Go through the records below and copy out every line holding "StatusCode".

──────── DATA FOR ANALYSIS ────────

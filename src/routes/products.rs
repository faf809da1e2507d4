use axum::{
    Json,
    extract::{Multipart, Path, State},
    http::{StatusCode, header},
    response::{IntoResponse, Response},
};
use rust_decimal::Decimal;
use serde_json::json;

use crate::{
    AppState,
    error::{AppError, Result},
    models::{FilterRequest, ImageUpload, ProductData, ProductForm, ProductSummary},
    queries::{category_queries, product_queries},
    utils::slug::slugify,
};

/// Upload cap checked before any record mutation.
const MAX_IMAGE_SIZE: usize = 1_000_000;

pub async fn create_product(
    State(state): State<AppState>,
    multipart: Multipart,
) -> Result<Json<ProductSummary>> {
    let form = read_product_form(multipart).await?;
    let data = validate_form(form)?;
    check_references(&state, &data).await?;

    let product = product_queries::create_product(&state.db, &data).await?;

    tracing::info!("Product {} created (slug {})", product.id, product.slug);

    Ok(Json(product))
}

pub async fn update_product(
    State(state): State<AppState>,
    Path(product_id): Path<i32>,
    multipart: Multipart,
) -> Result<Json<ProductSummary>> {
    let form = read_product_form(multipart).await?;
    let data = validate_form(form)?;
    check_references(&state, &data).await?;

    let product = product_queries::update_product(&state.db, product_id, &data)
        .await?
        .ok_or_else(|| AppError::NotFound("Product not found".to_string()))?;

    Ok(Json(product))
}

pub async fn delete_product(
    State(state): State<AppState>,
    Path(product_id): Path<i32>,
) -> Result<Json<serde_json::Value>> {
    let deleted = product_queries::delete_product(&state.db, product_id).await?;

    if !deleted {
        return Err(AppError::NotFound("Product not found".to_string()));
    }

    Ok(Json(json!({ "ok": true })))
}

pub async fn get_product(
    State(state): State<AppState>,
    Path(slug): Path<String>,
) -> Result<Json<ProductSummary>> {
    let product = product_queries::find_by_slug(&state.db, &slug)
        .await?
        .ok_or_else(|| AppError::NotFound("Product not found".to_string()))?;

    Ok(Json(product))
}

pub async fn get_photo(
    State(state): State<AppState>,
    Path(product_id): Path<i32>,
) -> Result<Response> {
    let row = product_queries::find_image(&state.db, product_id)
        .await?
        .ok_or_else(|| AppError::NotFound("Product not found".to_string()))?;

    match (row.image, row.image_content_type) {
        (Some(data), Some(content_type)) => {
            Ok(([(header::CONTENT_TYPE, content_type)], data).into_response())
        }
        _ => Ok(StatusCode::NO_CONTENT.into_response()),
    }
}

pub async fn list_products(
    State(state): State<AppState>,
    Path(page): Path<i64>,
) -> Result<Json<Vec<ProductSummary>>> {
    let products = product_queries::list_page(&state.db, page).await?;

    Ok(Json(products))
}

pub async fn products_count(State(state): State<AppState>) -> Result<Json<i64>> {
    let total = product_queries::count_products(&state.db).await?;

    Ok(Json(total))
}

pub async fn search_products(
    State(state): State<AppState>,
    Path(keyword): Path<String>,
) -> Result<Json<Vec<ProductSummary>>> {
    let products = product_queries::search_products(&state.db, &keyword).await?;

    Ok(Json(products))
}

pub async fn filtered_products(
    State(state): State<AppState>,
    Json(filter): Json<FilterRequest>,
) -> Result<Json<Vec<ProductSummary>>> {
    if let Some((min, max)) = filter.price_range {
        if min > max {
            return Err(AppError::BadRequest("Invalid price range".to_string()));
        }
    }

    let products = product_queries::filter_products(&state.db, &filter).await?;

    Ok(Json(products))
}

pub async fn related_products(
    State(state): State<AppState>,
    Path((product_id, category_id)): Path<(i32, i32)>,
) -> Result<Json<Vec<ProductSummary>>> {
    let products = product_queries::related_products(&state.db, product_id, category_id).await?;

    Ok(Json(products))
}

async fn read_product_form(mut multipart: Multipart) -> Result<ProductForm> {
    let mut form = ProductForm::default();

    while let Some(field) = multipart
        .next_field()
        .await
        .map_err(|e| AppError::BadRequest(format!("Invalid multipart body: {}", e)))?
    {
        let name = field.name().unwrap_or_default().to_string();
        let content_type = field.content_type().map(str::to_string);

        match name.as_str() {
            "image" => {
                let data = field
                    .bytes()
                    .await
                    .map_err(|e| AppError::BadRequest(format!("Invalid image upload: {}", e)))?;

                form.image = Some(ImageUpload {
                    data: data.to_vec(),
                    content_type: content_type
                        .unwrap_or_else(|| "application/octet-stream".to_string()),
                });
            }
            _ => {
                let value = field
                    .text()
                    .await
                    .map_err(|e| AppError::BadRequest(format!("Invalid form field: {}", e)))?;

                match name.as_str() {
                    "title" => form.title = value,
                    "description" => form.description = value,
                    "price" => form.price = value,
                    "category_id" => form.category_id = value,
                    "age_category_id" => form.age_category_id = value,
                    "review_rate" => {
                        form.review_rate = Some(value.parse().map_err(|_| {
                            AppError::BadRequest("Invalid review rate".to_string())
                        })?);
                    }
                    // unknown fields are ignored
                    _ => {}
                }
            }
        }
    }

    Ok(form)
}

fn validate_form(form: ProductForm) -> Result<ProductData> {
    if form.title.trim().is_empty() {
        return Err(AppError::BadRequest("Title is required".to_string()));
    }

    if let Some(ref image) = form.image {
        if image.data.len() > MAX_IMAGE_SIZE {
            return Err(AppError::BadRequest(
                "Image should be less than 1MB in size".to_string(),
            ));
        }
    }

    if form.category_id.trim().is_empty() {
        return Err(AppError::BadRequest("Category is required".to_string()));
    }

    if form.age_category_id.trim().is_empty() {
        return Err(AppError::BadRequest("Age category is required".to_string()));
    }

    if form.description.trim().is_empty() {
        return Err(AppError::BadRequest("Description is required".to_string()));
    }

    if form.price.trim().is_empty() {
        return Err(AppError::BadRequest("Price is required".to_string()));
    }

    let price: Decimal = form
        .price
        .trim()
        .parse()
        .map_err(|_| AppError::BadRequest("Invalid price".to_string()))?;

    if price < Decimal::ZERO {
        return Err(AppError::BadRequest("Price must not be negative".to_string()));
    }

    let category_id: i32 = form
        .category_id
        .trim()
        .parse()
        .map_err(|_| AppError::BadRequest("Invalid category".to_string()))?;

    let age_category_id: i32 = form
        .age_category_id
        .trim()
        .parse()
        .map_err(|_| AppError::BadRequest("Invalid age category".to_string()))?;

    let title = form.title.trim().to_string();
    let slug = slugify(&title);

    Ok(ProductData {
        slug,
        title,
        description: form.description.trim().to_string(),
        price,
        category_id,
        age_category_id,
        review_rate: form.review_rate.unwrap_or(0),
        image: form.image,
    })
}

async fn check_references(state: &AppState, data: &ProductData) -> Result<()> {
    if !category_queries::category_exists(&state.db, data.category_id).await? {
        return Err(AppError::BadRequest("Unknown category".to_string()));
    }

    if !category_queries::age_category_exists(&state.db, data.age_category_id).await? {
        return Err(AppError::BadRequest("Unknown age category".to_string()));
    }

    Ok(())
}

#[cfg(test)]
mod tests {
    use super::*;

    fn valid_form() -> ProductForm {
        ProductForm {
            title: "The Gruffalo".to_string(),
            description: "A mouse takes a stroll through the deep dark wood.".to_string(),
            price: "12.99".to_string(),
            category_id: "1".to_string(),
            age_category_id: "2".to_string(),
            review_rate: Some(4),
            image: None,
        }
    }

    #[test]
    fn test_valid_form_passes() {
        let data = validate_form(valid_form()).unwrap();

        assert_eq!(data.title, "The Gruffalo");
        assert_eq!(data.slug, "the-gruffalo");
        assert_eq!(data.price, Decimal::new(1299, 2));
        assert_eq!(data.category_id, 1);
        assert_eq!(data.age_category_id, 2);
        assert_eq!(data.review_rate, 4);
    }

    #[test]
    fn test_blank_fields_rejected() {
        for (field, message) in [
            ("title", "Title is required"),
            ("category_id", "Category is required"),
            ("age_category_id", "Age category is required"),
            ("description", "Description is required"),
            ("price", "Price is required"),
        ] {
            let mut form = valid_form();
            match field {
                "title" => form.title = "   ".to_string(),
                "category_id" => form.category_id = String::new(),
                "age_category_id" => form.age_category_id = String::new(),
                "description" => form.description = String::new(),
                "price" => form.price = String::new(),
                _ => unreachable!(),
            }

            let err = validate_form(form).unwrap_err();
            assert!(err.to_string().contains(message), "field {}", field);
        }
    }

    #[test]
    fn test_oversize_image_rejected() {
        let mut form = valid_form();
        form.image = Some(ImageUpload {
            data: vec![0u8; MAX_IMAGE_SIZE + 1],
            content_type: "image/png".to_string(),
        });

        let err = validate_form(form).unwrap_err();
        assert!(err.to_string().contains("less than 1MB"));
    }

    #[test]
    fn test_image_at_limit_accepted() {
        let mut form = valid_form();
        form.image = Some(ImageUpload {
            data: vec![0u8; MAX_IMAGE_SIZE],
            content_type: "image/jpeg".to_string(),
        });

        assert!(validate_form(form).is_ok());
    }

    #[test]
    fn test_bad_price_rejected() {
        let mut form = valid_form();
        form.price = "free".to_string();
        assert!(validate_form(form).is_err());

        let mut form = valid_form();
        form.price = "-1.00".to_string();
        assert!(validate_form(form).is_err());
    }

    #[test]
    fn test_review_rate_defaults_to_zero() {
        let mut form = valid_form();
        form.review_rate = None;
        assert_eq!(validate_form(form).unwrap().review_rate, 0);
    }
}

────────

**RESPONSE FOR THIS EXERCISE:**
    http::{StatusCode, header},
        _ => Ok(StatusCode::NO_CONTENT.into_response()),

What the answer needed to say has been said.